Senja menunduk, wajahnya merah padam. “M—mas Samudra… itu…” suaranya bergetar.
Samudra menatapnya, bingung antara rasa bersalah dan rasa yang tak bisa ia ingkari. “Mas tidak bermaksud… mas hanya…” suaranya serak, tenggelam dalam kegamangan.
Suara petir kembali menggema. Senja menjauh, melepaskan pelukan lalu berdiri dengan cepat.
"M-maaf Mas, aku ke kamar dulu," Senja berjalan cepat, setengah berlari meninggalkan Samudra sendirian.
"Senja..." Samudra memanggil, tapi suaranya teredam oleh derasnya air hujan.
"Bodoh!" Samudra memaki, menyalahkan dirinya yang bisa-bisanya di luar kendali.

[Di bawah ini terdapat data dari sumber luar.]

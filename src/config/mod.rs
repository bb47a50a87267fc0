//! Configuration loading and validation.

use std::path::Path;
use std::time::Duration;

use serde::{Deserialize, Serialize};
use thiserror::Error;
use url::Url;

use crate::client::ClientConfig;
use crate::parse_duration;

/// Configuration errors.
#[derive(Debug, Error)]
pub enum ConfigError {
    #[error("Failed to read config file: {0}")]
    ReadError(#[from] std::io::Error),

    #[error("Failed to parse config: {0}")]
    ParseError(#[from] toml::de::Error),

    #[error("Invalid configuration: {0}")]
    ValidationError(String),
}

/// Club data store connection.
#[derive(Debug, Clone, Serialize, Deserialize)]
pub struct StoreConfig {
    /// Base URL of the store's REST API
    #[serde(default = "default_base_url")]
    pub base_url: String,

    /// Per-fetch timeout, e.g. "15s"
    #[serde(default = "default_fetch_timeout")]
    pub fetch_timeout: String,
}

fn default_base_url() -> String {
    "http://localhost:5000/api".to_string()
}

fn default_fetch_timeout() -> String {
    "15s".to_string()
}

impl Default for StoreConfig {
    fn default() -> Self {
        Self {
            base_url: default_base_url(),
            fetch_timeout: default_fetch_timeout(),
        }
    }
}

impl StoreConfig {
    pub fn base_url(&self) -> Result<Url, ConfigError> {
        Url::parse(&self.base_url).map_err(|e| {
            ConfigError::ValidationError(format!("bad store base_url {:?}: {}", self.base_url, e))
        })
    }

    pub fn timeout(&self) -> Result<Duration, ConfigError> {
        parse_duration(&self.fetch_timeout)
            .filter(|d| !d.is_zero())
            .ok_or_else(|| {
                ConfigError::ValidationError(format!(
                    "fetch_timeout must be a positive duration, got {:?}",
                    self.fetch_timeout
                ))
            })
    }

    /// HTTP client settings for this store.
    pub fn client_config(&self) -> Result<ClientConfig, ConfigError> {
        let mut config = ClientConfig::new(self.base_url()?);
        config.timeout = self.timeout()?;
        Ok(config)
    }
}

/// Server configuration.
#[derive(Debug, Clone, Serialize, Deserialize)]
pub struct ServerConfig {
    #[serde(default = "default_host")]
    pub host: String,

    #[serde(default = "default_port")]
    pub port: u16,

    #[serde(default = "default_cors_origin")]
    pub cors_origin: String,
}

fn default_host() -> String {
    "127.0.0.1".to_string()
}

fn default_port() -> u16 {
    8080
}

fn default_cors_origin() -> String {
    "*".to_string()
}

impl Default for ServerConfig {
    fn default() -> Self {
        Self {
            host: default_host(),
            port: default_port(),
            cors_origin: default_cors_origin(),
        }
    }
}

/// Main application configuration.
#[derive(Debug, Clone, Serialize, Deserialize)]
pub struct AppConfig {
    #[serde(default = "default_log_level")]
    pub log_level: String,

    #[serde(default)]
    pub store: StoreConfig,

    #[serde(default)]
    pub server: ServerConfig,
}

fn default_log_level() -> String {
    "info".to_string()
}

impl Default for AppConfig {
    fn default() -> Self {
        Self {
            log_level: default_log_level(),
            store: StoreConfig::default(),
            server: ServerConfig::default(),
        }
    }
}

impl AppConfig {
    /// Load configuration from a TOML file.
    pub fn from_file(path: &Path) -> Result<Self, ConfigError> {
        let contents = std::fs::read_to_string(path)?;
        let config: AppConfig = toml::from_str(&contents)?;
        config.validate()?;
        Ok(config)
    }

    /// Load from `path` if it exists, otherwise fall back to defaults.
    pub fn load_or_default(path: &Path) -> Result<Self, ConfigError> {
        if path.exists() {
            Self::from_file(path)
        } else {
            Ok(Self::default())
        }
    }

    /// Validate the configuration.
    pub fn validate(&self) -> Result<(), ConfigError> {
        self.store.base_url()?;
        self.store.timeout()?;

        if self.server.port == 0 {
            return Err(ConfigError::ValidationError(
                "Server port must be greater than 0".to_string(),
            ));
        }

        Ok(())
    }
}
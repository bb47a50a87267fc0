//! HTTP client for the club data store.
//!
//! The store owns persistence; this crate only reads rosters and stat
//! records from it and writes whole stat records back.

use std::time::Duration;

use async_trait::async_trait;
use reqwest::header::{HeaderMap, HeaderValue, USER_AGENT};
use reqwest::{Client, Response};
use serde::{Deserialize, Serialize};
use thiserror::Error;
use tracing::{debug, info};
use url::Url;

use crate::models::{PlayerIdentity, StatRecord};

/// Errors talking to the club data store.
#[derive(Debug, Error)]
pub enum ClientError {
    #[error("HTTP error: {0}")]
    Http(#[from] reqwest::Error),

    #[error("Invalid URL: {0}")]
    InvalidUrl(String),

    #[error("HTTP {status}: {message}")]
    HttpStatus { status: u16, message: String },

    #[error("JSON error: {0}")]
    Json(#[from] serde_json::Error),
}

/// Acknowledgement body returned by a stat record write.
#[derive(Debug, Clone, Default, PartialEq, Serialize, Deserialize)]
pub struct SaveAck {
    #[serde(default)]
    pub success: bool,
    #[serde(default)]
    pub message: Option<String>,
}

/// Source of the club roster.
#[async_trait]
pub trait RosterSource: Send + Sync {
    /// Every registered player, approved or not.
    async fn fetch_roster(&self) -> Result<Vec<PlayerIdentity>, ClientError>;
}

/// Source of per-player stat records.
#[async_trait]
pub trait StatFetcher: Send + Sync {
    async fn fetch_stats(&self, username: &str) -> Result<StatRecord, ClientError>;
}

/// Sink for whole stat records.
#[async_trait]
pub trait StatPersister: Send + Sync {
    async fn save_stats(&self, username: &str, record: &StatRecord)
        -> Result<SaveAck, ClientError>;
}

/// Configuration for the club API client.
#[derive(Debug, Clone)]
pub struct ClientConfig {
    /// Root of the store's REST API
    pub base_url: Url,

    /// Per-request timeout
    pub timeout: Duration,

    /// User agent string
    pub user_agent: String,
}

impl ClientConfig {
    pub fn new(base_url: Url) -> Self {
        Self {
            base_url,
            timeout: Duration::from_secs(15),
            user_agent: format!("club-stats/{}", env!("CARGO_PKG_VERSION")),
        }
    }
}

/// reqwest-backed client for the club store.
#[derive(Debug, Clone)]
pub struct ClubApiClient {
    client: Client,
    config: ClientConfig,
}

impl ClubApiClient {
    pub fn new(config: ClientConfig) -> Result<Self, ClientError> {
        let mut headers = HeaderMap::new();
        headers.insert(
            USER_AGENT,
            HeaderValue::from_str(&config.user_agent)
                .unwrap_or_else(|_| HeaderValue::from_static("club-stats")),
        );

        let client = Client::builder()
            .timeout(config.timeout)
            .default_headers(headers)
            .build()?;

        Ok(Self { client, config })
    }

    pub fn base_url(&self) -> &Url {
        &self.config.base_url
    }

    /// Build `{base}/{segments...}`, percent-encoding each segment.
    fn endpoint(&self, segments: &[&str]) -> Result<Url, ClientError> {
        let mut url = self.config.base_url.clone();
        url.path_segments_mut()
            .map_err(|_| ClientError::InvalidUrl(self.config.base_url.to_string()))?
            .pop_if_empty()
            .extend(segments);
        Ok(url)
    }

    /// Turn a non-2xx response into an error, keeping any message the store sent.
    async fn check_status(response: Response) -> Result<Response, ClientError> {
        let status = response.status();
        if status.is_success() {
            return Ok(response);
        }

        let body = response.text().await.unwrap_or_default();
        let message = serde_json::from_str::<SaveAck>(&body)
            .ok()
            .and_then(|ack| ack.message)
            .unwrap_or_else(|| status.canonical_reason().unwrap_or("Unknown").to_string());

        Err(ClientError::HttpStatus {
            status: status.as_u16(),
            message,
        })
    }
}

#[async_trait]
impl RosterSource for ClubApiClient {
    async fn fetch_roster(&self) -> Result<Vec<PlayerIdentity>, ClientError> {
        let url = self.endpoint(&["players"])?;
        info!("Fetching roster from {}", url);

        let response = Self::check_status(self.client.get(url).send().await?).await?;
        let players: Vec<PlayerIdentity> = response.json().await?;

        debug!("Roster has {} players", players.len());
        Ok(players)
    }
}

#[async_trait]
impl StatFetcher for ClubApiClient {
    async fn fetch_stats(&self, username: &str) -> Result<StatRecord, ClientError> {
        let url = self.endpoint(&["player-details", username])?;
        debug!("Fetching stats for {}", username);

        let response = Self::check_status(self.client.get(url).send().await?).await?;
        let mut record: StatRecord = response.json().await?;
        if record.username.is_empty() {
            record.username = username.to_string();
        }
        Ok(record)
    }
}

#[async_trait]
impl StatPersister for ClubApiClient {
    async fn save_stats(
        &self,
        username: &str,
        record: &StatRecord,
    ) -> Result<SaveAck, ClientError> {
        let url = self.endpoint(&["player-details", username])?;
        info!("Saving stats for {}", username);

        let response =
            Self::check_status(self.client.put(url).json(record).send().await?).await?;
        let body = response.text().await?;
        if body.trim().is_empty() {
            return Ok(SaveAck {
                success: true,
                message: None,
            });
        }
        Ok(serde_json::from_str(&body)?)
    }
}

Samudra kembali menutup mata. Ingin melupakan kejadian yang baru saja terjadi. Tapi lembut dan manisnya bibir senja masih terasa. Ia menyentuh bibirnya sendiri. Hatinya bergejolak hebat. Ia tahu itu salah. Tapi mengapa… mengapa ciuman itu terasa begitu benar?
Sedangkan di dalam kamar, Senja berdiri di belakang pintu. jantungnya berdegup kencang, tangannya bergetar. Benarkah yang baru saja terjadi? Ciuman pertamanya, sudah hilang. Hilang oleh kakak iparnya sendiri dalam situasi yang sama sekali tidak terduga.